Web3 Foundation is providing grants to build the Web3 ecosystem.
New positions added to our jobs page, including Assistant to the CEO and Operations Manager.
Application infrastructure
David from Sia
Sia is a decentralized cloud storage platform leveraging blockchain technology to create a data storage marketplace that is more robust and more affordable than traditional cloud storage providers.
The development team spent this week improving the scalability, speed, and reliability of renters with large amounts of files. Ongoing scalability tests are ongoing, with a live renter already at 10 TB and growing.
The new global ratelimits feature will allow a renter to set bandwidth limits for Sia.
Chris’ final MR for renaming a directory was merged.
Matt better categorized InactiveContracts into Renewed and Disabled, to give a more granular view of your uploaded data and money spent.

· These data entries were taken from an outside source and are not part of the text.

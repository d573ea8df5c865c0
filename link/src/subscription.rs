//! Watch handles, callbacks and the registry that multiplexes them.

pub mod registry;

pub use registry::{SubscriptionDelta, SubscriptionRegistry};

use crate::path::Path;
use serde::{Deserialize, Serialize};
use serde_json::Value;
use std::fmt;
use std::sync::Arc;

/// Handle returned by `watch`. Never reused within one client.
#[derive(Debug, Clone, Copy, PartialEq, Eq, PartialOrd, Ord, Hash, Serialize, Deserialize)]
#[serde(transparent)]
pub struct WatchId(u64);

impl WatchId {
    pub fn as_u64(self) -> u64 {
        self.0
    }
}

impl fmt::Display for WatchId {
    fn fmt(&self, f: &mut fmt::Formatter<'_>) -> fmt::Result {
        write!(f, "watch-{}", self.0)
    }
}

/// Delivered to a watch callback after a push touched its query.
#[derive(Debug, Clone, PartialEq)]
pub struct WatchNotification {
    pub id: WatchId,
    /// Path the server pushed to.
    pub path: Path,
    /// Cache projected onto the watch's query, after the push was merged.
    pub value: Value,
}

/// Callback invoked once per overlapping push.
pub type WatchCallback = Arc<dyn Fn(&WatchNotification) + Send + Sync>;
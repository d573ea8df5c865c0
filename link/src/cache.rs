//! Client-side mirror of the pushed state tree.

use crate::models::PushMode;
use crate::path::{self, Path};
use crate::query::Query;
use serde_json::{Map, Value};

/// The single merged tree of every fragment the client has received.
///
/// Entries are never evicted implicitly; use [`CacheStore::invalidate`] or
/// [`CacheStore::clear`].
#[derive(Debug, Clone, PartialEq)]
pub struct CacheStore {
    root: Value,
}

impl Default for CacheStore {
    fn default() -> Self {
        Self {
            root: Value::Object(Map::new()),
        }
    }
}

impl CacheStore {
    pub fn new() -> Self {
        Self::default()
    }

    /// Apply a fragment at `path`. Nothing outside `path` changes.
    ///
    /// A path that indexes an array beyond its end (or with a non-numeric
    /// key) is dropped with a warning rather than reshaping the array.
    pub fn merge_push(&mut self, path: &Path, value: Value, mode: PushMode) {
        let landed = match mode {
            PushMode::Replace => path::merge(&mut self.root, path, value),
            PushMode::Merge => match path::entry(&mut self.root, path) {
                Some(slot) => {
                    path::deep_merge(slot, value);
                    true
                },
                None => false,
            },
        };
        if !landed {
            log::warn!("[lab-link] Ignoring push to {}: not a valid array position", path);
            return;
        }
        if !self.root.is_object() {
            // Only a root-level push can get here; keep the tree addressable.
            let scalar = std::mem::replace(&mut self.root, Value::Object(Map::new()));
            log::warn!("[lab-link] Ignoring non-object root fragment: {}", scalar);
        }
    }

    pub fn read(&self, path: &Path) -> Option<&Value> {
        path::read(&self.root, path)
    }

    /// Project the cache onto the shape of `query`.
    ///
    /// Node queries yield an object holding only the branches that are
    /// populated, which is an empty object when nothing matches. A leaf
    /// query yields the whole tree.
    pub fn project(&self, query: &Query) -> Value {
        match query {
            Query::Leaf => self.root.clone(),
            Query::Node(_) => {
                project_node(&self.root, query).unwrap_or_else(|| Value::Object(Map::new()))
            },
        }
    }

    /// Drop the cached node at `path`. Returns `true` if something was there.
    pub fn invalidate(&mut self, path: &Path) -> bool {
        path::remove(&mut self.root, path).is_some()
    }

    pub fn clear(&mut self) {
        self.root = Value::Object(Map::new());
    }

    pub fn is_empty(&self) -> bool {
        self.root.as_object().is_some_and(Map::is_empty)
    }

    pub fn root(&self) -> &Value {
        &self.root
    }
}

fn project_node(node: &Value, query: &Query) -> Option<Value> {
    match query {
        Query::Leaf => Some(node.clone()),
        Query::Node(children) => {
            let out: Map<String, Value> = children
                .iter()
                .filter_map(|(key, child_query)| {
                    let child = path::child(node, key)?;
                    project_node(child, child_query).map(|v| (key.clone(), v))
                })
                .collect();
            if out.is_empty() {
                None
            } else {
                Some(Value::Object(out))
            }
        },
    }
}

Chris has been working hard on the “partial-uploads” branch which will allow for upload streaming.
The April 2019 Community update was posted: https://blog.sia.tech/sia-community-update-april-2019-f683812b4245
Siacoin was added to SouthXchange https://twitter.com/southxchange/status/1124000655289589760
Swing by our Discord to keep up with all the latest: https://discord.gg/sia
Other
Ari from Decentraland
Decentraland is a virtual world where you can build and explore 3D creations, play games and socialize.
Last week, we released Picture Frames for the Builder, allowing users to add 2D representations of CryptoKitty NFTs to their scenes. We plan to add support for additional NFTs in future releases.
Redesigned the Builder’s item catalogue to support multiple item packs.
We’ve been conducting QA testing, and fixing bugs, in Decentraland’s Unity Client.
Sam from OpenBazaar
OpenBazaar is an open source project developing a protocol for e-commerce transactions in a fully decentralized marketplace.
The OB1 team was on a work retreat in Portland last week. We're working on the final push to get the Haven app into open beta testing, and also working on Ethereum integration on the OpenBazaar client side.